P0304 2010 TOYOTA CAMRY - Cilinder 4 Mislukking gedetecteerd

Posted on
Schrijver: Robert White
Datum Van Creatie: 28 Augustus 2021
Updatedatum: 2 Kunnen 2024
Anonim
P0304 2010 TOYOTA CAMRY - Cilinder 4 Mislukking gedetecteerd - Auto-Codes
P0304 2010 TOYOTA CAMRY - Cilinder 4 Mislukking gedetecteerd - Auto-Codes

Inhoud

Mogelijke oorzaken

  • Defecte bougie 4
  • Verstopte of defecte brandstofinjector 4
  • Defecte bobine 4
  • De injector van de brandstofinjector 4 is open of kortgesloten
  • Brandstofinjector 4 circuit slechte elektrische verbinding
  • Het harnas van de ontstekingsspoel 4 is open of kortgesloten
  • Bobine 4 circuit slechte elektrische verbinding
  • Onvoldoende cilinder 4-compressie
  • Onjuiste brandstofdruk
  • Inlaatluchtlek Wat betekent dit?

    Technische opmerkingen

    De P0304-code betekent dat de cilinder 4 niet slaat of willekeurig misloopt. Begin met het controleren op inlaatlekken en als er geen lekken worden gevonden, is de volgende stap om de bougies op cilinder 4 te vervangen. Als het probleem aanhoudt, moeten er meer tests worden gedaan om een ​​diagnose van het probleem te stellen, zie "Mogelijke oorzaken". Wat betekent dit?

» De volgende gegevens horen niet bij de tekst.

impl CreateComputePoolRequest {
    /// Creates a request with the required node range and instance family.
    pub fn new(
        name: AccountObjectIdentifier,
        min_nodes: i32,
        max_nodes: i32,
        instance_family: ComputePoolInstanceFamily,
    ) -> Self {
        Self {
            name,
            if_not_exists: false,
            for_application: None,
            min_nodes,
            max_nodes,
            instance_family,
            auto_resume: None,
            initially_suspended: None,
            auto_suspend_secs: None,
            tags: Vec::new(),
            comment: None,
        }
    }

    /// Adds `IF NOT EXISTS`.
    pub fn with_if_not_exists(mut self, if_not_exists: bool) -> Self {
        self.if_not_exists = if_not_exists;
        self
    }

    /// Dedicates the pool to an application.
    pub fn with_for_application(mut self, application: AccountObjectIdentifier) -> Self {
        self.for_application = Some(application);
        self
    }

    /// Sets `AUTO_RESUME`.
    pub fn with_auto_resume(mut self, auto_resume: bool) -> Self {
        self.auto_resume = Some(auto_resume);
        self
    }

    /// Sets `INITIALLY_SUSPENDED`.
    pub fn with_initially_suspended(mut self, suspended: bool) -> Self {
        self.initially_suspended = Some(suspended);
        self
    }

    /// Sets `AUTO_SUSPEND_SECS`.
    pub fn with_auto_suspend_secs(mut self, secs: i64) -> Self {
        self.auto_suspend_secs = Some(secs);
        self
    }

    /// Sets `WITH TAG`.
    pub fn with_tags(mut self, tags: Vec<TagAssociation>) -> Self {
        self.tags = tags;
        self
    }

    /// Sets `COMMENT`.
    pub fn with_comment(mut self, comment: impl Into<String>) -> Self {
        self.comment = Some(comment.into());
        self
    }

    /// The option struct this request renders through.
    #[must_use]
    pub fn to_opts(&self) -> CreateComputePoolOptions {
        CreateComputePoolOptions {
            if_not_exists: self.if_not_exists,
            name: self.name.clone(),
            for_application: self.for_application.clone(),
            min_nodes: self.min_nodes,
            max_nodes: self.max_nodes,
            instance_family: Some(self.instance_family),
            auto_resume: self.auto_resume,
            initially_suspended: self.initially_suspended,
            auto_suspend_secs: self.auto_suspend_secs,
            tag: self.tags.clone(),
            comment: self.comment.clone(),
            ..Default::default()
        }
    }
}

/// The single action of an `ALTER COMPUTE POOL` request.
#[derive(Debug, Clone, PartialEq, Eq)]
pub enum ComputePoolAction {
    /// `RESUME`.
    Resume,
    /// `SUSPEND`.
    Suspend,
    /// `STOP ALL`.
    StopAll,
    /// `SET ...`.
    Set(ComputePoolSet),
    /// `UNSET ...`.
    Unset(ComputePoolUnset),
    /// `SET TAG ...`.
    SetTags(Vec<TagAssociation>),
    /// `UNSET TAG ...`.
    UnsetTags(Vec<SchemaObjectIdentifier>),
}

/// Builder for [`AlterComputePoolOptions`].
#[derive(Debug, Clone)]
#[must_use]
pub struct AlterComputePoolRequest {
    name: AccountObjectIdentifier,
    if_exists: bool,
    action: ComputePoolAction,
}

impl AlterComputePoolRequest {
    /// Creates a request applying `action` to pool `name`.
    pub fn new(name: AccountObjectIdentifier, action: ComputePoolAction) -> Self {
        Self {
            name,
            if_exists: false,
            action,
        }
    }

    /// Adds `IF EXISTS`.
    pub fn with_if_exists(mut self, if_exists: bool) -> Self {
        self.if_exists = if_exists;
        self
    }

    /// The option struct this request renders through.
    #[must_use]
    pub fn to_opts(&self) -> AlterComputePoolOptions {
        let mut opts = AlterComputePoolOptions {
            if_exists: self.if_exists,
            name: self.name.clone(),
            ..Default::default()
        };
        match &self.action {
            ComputePoolAction::Resume => opts.resume = true,
            ComputePoolAction::Suspend => opts.suspend = true,
            ComputePoolAction::StopAll => opts.stop_all = true,
            ComputePoolAction::Set(set) => opts.set = Some(set.clone()),
            ComputePoolAction::Unset(unset) => opts.unset = Some(unset.clone()),
            ComputePoolAction::SetTags(tags) => opts.set_tags = tags.clone(),
            ComputePoolAction::UnsetTags(tags) => opts.unset_tags = tags.clone(),
        }
        opts
    }
}

/// Builder for [`DropComputePoolOptions`].
#[derive(Debug, Clone)]
#[must_use]
pub struct DropComputePoolRequest {
    name: AccountObjectIdentifier,
    if_exists: bool,
}

impl DropComputePoolRequest {
    /// Creates a request to drop pool `name`.
    pub fn new(name: AccountObjectIdentifier) -> Self {
        Self {
            name,
            if_exists: false,
        }
    }

    /// Adds `IF EXISTS`.
    pub fn with_if_exists(mut self, if_exists: bool) -> Self {
        self.if_exists = if_exists;
        self
    }

    /// The option struct this request renders through.
    #[must_use]
    pub fn to_opts(&self) -> DropComputePoolOptions {
        DropComputePoolOptions {
            if_exists: self.if_exists,
            name: self.name.clone(),
            ..Default::default()
        }
    }
}

/// Builder for [`ShowComputePoolOptions`].
#[derive(Debug, Clone, Default)]
#[must_use]
pub struct ShowComputePoolRequest {
    like: Option<Like>,
    starts_with: Option<String>,
    limit: Option<LimitFrom>,
}

impl ShowComputePoolRequest {
    /// Lists all compute pools.
    pub fn new() -> Self {
        Self::default()
    }

    /// Adds `LIKE`.
    pub fn with_like(mut self, like: Like) -> Self {
        self.like = Some(like);
        self
    }

    /// Adds `STARTS WITH`.
    pub fn with_starts_with(mut self, prefix: impl Into<String>) -> Self {
        self.starts_with = Some(prefix.into());
        self
    }

    /// Adds `LIMIT`.
    pub fn with_limit(mut self, limit: LimitFrom) -> Self {
        self.limit = Some(limit);
        self
    }

    /// The option struct this request renders through.
    #[must_use]
    pub fn to_opts(&self) -> ShowComputePoolOptions {
        ShowComputePoolOptions {
            like: self.like.clone(),
            starts_with: self.starts_with.clone(),
            limit: self.limit.clone(),
            ..Default::default()
        }
    }
}

/// A row of `SHOW COMPUTE POOLS`.
#[derive(Debug, Clone, PartialEq)]
pub struct ComputePool {
    pub name: String,
    pub state: Option<ComputePoolState>,
    pub min_nodes: i64,
    pub max_nodes: i64,
    pub instance_family: Option<ComputePoolInstanceFamily>,
    pub num_services: i64,
    pub num_jobs: i64,
    pub auto_suspend_secs: i64,
    pub auto_resume: bool,
    pub active_nodes: i64,
    pub idle_nodes: i64,
    pub target_nodes: i64,
    pub created_on: Option<DateTime<Utc>>,
    pub resumed_on: Option<DateTime<Utc>>,
    pub updated_on: Option<DateTime<Utc>>,
    pub owner: Option<String>,
    pub comment: Option<String>,
    pub is_exclusive: bool,
    pub application: Option<AccountObjectIdentifier>,
}

impl ComputePool {
    /// The pool's identifier.
    #[must_use]
    pub fn id(&self) -> AccountObjectIdentifier {
        AccountObjectIdentifier::new(self.name.clone())
    }
}

impl FromRow for ComputePool {
    fn from_row(row: &Row) -> Result<Self> {
        Ok(Self {
            name: row.string("name")?,
            state: parse_enum_soft("state", row.opt_string("state")?.as_deref()),
            min_nodes: row.i64("min_nodes")?,
            max_nodes: row.i64("max_nodes")?,
            instance_family: parse_enum_soft(
                "instance_family",
                row.opt_string("instance_family")?.as_deref(),
            ),
            num_services: row.opt_i64("num_services")?.unwrap_or_default(),
            num_jobs: row.opt_i64("num_jobs")?.unwrap_or_default(),
            auto_suspend_secs: row.opt_i64("auto_suspend_secs")?.unwrap_or_default(),
            auto_resume: row.opt_bool("auto_resume")?.unwrap_or_default(),
            active_nodes: row.opt_i64("active_nodes")?.unwrap_or_default(),
            idle_nodes: row.opt_i64("idle_nodes")?.unwrap_or_default(),
            target_nodes: row.opt_i64("target_nodes")?.unwrap_or_default(),
            created_on: row.opt_time("created_on")?,
            resumed_on: row.opt_time("resumed_on")?,
            updated_on: row.opt_time("updated_on")?,
            owner: row.opt_string("owner")?,
            comment: row.opt_string("comment")?.filter(|s| !s.is_empty()),
            is_exclusive: row.opt_bool("is_exclusive")?.unwrap_or_default(),
            application: parse_identifier_soft(
                "application",
                row.opt_string("application")?.as_deref(),
            ),
        })
    }
}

    Wanneer wordt de code gedetecteerd?

    Motorcilinder 4 is Misfiring.

    Mogelijke symptomen

  • Engine Light ON (of waarschuwingslampje voor onderhoudsgine spoedig)
  • Gebrek / verlies van vermogen
  • Moeilijke start
  • Motorische aarzeling

    P0304 2010 Toyota Camry Beschrijving

    Wanneer de motor uitvalt, komen er hoge concentraties koolwaterstoffen (HC) in het uitlaatgas. Extreem hoge HC-concentratieniveaus kunnen leiden tot hogere uitlaatemissieniveaus. Hoge HC-concentraties kunnen ook de temperatuur van de driewegkatalysator (TWC) verhogen, wat schade aan de TWC kan veroorzaken. Om deze toename van emissies te voorkomen en om de mogelijkheid van thermische schade te beperken, bewaakt de ECM het percentage ontstekingsfouten. Wanneer de temperatuur van de TWC het punt van thermische degradatie bereikt, knippert de ECM met de ECM. Om misbaksels te controleren, gebruikt de ECM zowel de nokkenaspositie (CMP) -sensor als de krukasstandsensor (CKP). De CMP-sensor wordt gebruikt om ontbrekende cilinders te identificeren en de CKP-sensor wordt gebruikt om variaties in de rotatiesnelheid van de krukas te meten. Misstekingen worden geteld als wanneer de rotatiesnelheidsvariaties van de krukas de vooraf bepaalde drempels overschrijden. Als het percentage overslaande ontsteking het drempelniveau overschrijdt en de emissie verslechtert, verlicht de ECM de MIL en stelt een DTC in.